Mr Esele, former President, Petroleum and Natural Gas Senior Staff Association of Nigeria, PENGASSAN, gave the advice in an interview with the News Agency of Nigeria in Benin.
He said that persons who could work from home as was done during the early days of Coronavirus outbreak should be permitted to do so.
“By this, I mean that government and employers who know their workers can work from home, should allow them do so.
He also advised that as the scarcity persisted, if possible to reduce the number of days that employees go to work, that should be done.
“These can serve as a temporary measure because, out there, it is really tough and the fares for transportation have increased, some by 100 per cent.
“This is also affecting productivity, because if you look at the faces of Nigerians at the various bus stops’ queues you notice that everybody is angry.
“This is also affecting our mental health, because the pressure is just so much.
“So, government needs to find a way around everything,” he said.
While also advising Nigerians to only go out if extremely necessary and important he called on government to do everything possible to make the product available.
“Government should also ensure that the actual price at the depot is what is paid.
“Because one of the major reasons for this scarcity is that most gas stations no longer sell fuel for N162.5 per litre.
“And this is because the ex-depot price has been increased.
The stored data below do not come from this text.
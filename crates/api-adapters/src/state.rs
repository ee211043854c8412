use std::sync::Arc;

use services::{AdminAuth, AnnouncementService, ContactService, EventService};

/// Shared across all request handlers. Cloning is cheap.
#[derive(Clone)]
pub struct ApiState {
    pub auth: Arc<AdminAuth>,
    pub events: Arc<EventService>,
    pub announcements: Arc<AnnouncementService>,
    pub contact: Arc<ContactService>,
}
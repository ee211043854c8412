//! Per-client login throttle.
//!
//! Fixed window per client: the first attempt opens a window, at most
//! `max_attempts` are allowed inside it, and the window resets the first time
//! an attempt is seen after it closed. In-memory and best-effort only; the
//! client key comes from a spoofable forwarding header.

use std::sync::Arc;

use chrono::{DateTime, Duration, Utc};
use dashmap::{mapref::entry::Entry, DashMap};
use domains::Clock;

pub const MAX_LOGIN_ATTEMPTS: u32 = 10;

pub fn login_window() -> Duration {
    Duration::minutes(10)
}

#[derive(Debug, Clone, Copy)]
struct AttemptCounter {
    count: u32,
    reset_at: DateTime<Utc>,
}

pub struct LoginRateLimiter {
    clock: Arc<dyn Clock>,
    window: Duration,
    max_attempts: u32,
    counters: DashMap<String, AttemptCounter>,
}

impl LoginRateLimiter {
    pub fn new(clock: Arc<dyn Clock>, window: Duration, max_attempts: u32) -> Self {
        Self {
            clock,
            window,
            max_attempts,
            counters: DashMap::new(),
        }
    }

    /// 10 attempts per 10 minutes.
    pub fn with_defaults(clock: Arc<dyn Clock>) -> Self {
        Self::new(clock, login_window(), MAX_LOGIN_ATTEMPTS)
    }

    /// Records an attempt from `client` and reports whether it may proceed.
    /// Saturates at the limit: rejected attempts are not counted.
    pub fn check(&self, client: &str) -> bool {
        let now = self.clock.now();
        let fresh = AttemptCounter {
            count: 1,
            reset_at: now + self.window,
        };

        match self.counters.entry(client.to_owned()) {
            Entry::Vacant(slot) => {
                slot.insert(fresh);
                true
            }
            Entry::Occupied(mut slot) => {
                let counter = slot.get_mut();
                if now > counter.reset_at {
                    *counter = fresh;
                    return true;
                }
                if counter.count >= self.max_attempts {
                    return false;
                }
                counter.count += 1;
                true
            }
        }
    }

    pub fn tracked_clients(&self) -> usize {
        self.counters.len()
    }
}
Now the question is who authorised such an increase?
“They are not supposed to carry out any increase, because subsidy payment is still being made,” the former PENGASSAN president said.
He noted that although there were no products in many petrol stations the black market was thriving due to availability of product to them.
Mr Esele also identified racketeering as another major reason for product scarcity in the country.
He said that while some persons were moving the product out of the country others at the same time were selling the product at increased prices.
“Racketeering is another reason this scarcity persists.
“There are some gas stations that sell as much as N200 per litre, some N185, and you start wondering why they are selling at that rate.
“Then, there are the few selling for N165; this is where you find queues of cars stretching for as far as one kilometer. So it’s really tough.
“I’m hoping that this gets out of the way as soon as possible and NNPC finds a solution to all these.
“And my prayer again is that Dangote Refinery comes up as soon as possible.
“Because if you cannot meet your local consumption, you are held hostage. Right now we are held hostage,” he said.
Mr Esele, also a former president of the Trade Union Congress (TUC), further said that although the price of crude oil had increased to between $100 per barrel and $113 per barrel, Nigerians might not feel the benefit yet.
According to him, when you have that, ordinarily, Nigerians are supposed to be happy because it means much money because of our export.
“But since we buy petrol in dollars, and sell in naira, and we have a weak naira, the government has to subsidise it.
“We are actually not going to enjoy the benefit of the 113 dollars because of the landing cost of petrol.
“I appeal to Nigerians, it may be difficult, but this too will pass.
“It is also difficult for the government,” he added.